- **The problem**
Please repeat, unchanged, the lines at the top of the listing below, ending with the one that has "type Rejection = NambiError;".

- **Data records**
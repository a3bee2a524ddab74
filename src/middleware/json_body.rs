use axum::{
    body::Bytes,
    extract::{FromRequest, Request},
    http::StatusCode,
};
use serde::de::DeserializeOwned;

use crate::NambiError;

/// JSON body extractor for the public routes.
///
/// Unlike `axum::Json` it does not insist on a `content-type` header, treats
/// an empty body as `{}` and turns every parse failure into a 400
/// `Validation` error with the serde message. Bodies over the router's
/// limit stay 413.
pub struct JsonBody<T>(pub T);

impl<S, T> FromRequest<S> for JsonBody<T>
where
    S: Send + Sync,
    T: DeserializeOwned,
{
    type Rejection = NambiError;

    async fn from_request(req: Request, state: &S) -> Result<Self, Self::Rejection> {
        let bytes = Bytes::from_request(req, state)
            .await
            .map_err(|rejection| match rejection.status() {
                StatusCode::PAYLOAD_TOO_LARGE => {
                    NambiError::PayloadTooLarge(rejection.body_text())
                }
                _ => NambiError::Validation(rejection.body_text()),
            })?;

        let payload: &[u8] = if bytes.iter().all(u8::is_ascii_whitespace) {
            b"{}"
        } else {
            &bytes
        };

        serde_json::from_slice(payload)
            .map(JsonBody)
            .map_err(|e| NambiError::Validation(format!("invalid JSON body: {e}")))
    }
}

- **Response below**
repository a3bee2a524ddab74
filename src/middleware/json_body.rs
use axum::{
    body::Bytes,
    extract::{FromRequest, Request},
    http::StatusCode,
};
use serde::de::DeserializeOwned;

use crate::NambiError;

/// JSON body extractor for the public routes.
///
/// Unlike `axum::Json` it does not insist on a `content-type` header, treats
/// an empty body as `{}` and turns every parse failure into a 400
/// `Validation` error with the serde message. Bodies over the router's
/// limit stay 413.
pub struct JsonBody<T>(pub T);

impl<S, T> FromRequest<S> for JsonBody<T>
where
    S: Send + Sync,
    T: DeserializeOwned,
{
    type Rejection = NambiError;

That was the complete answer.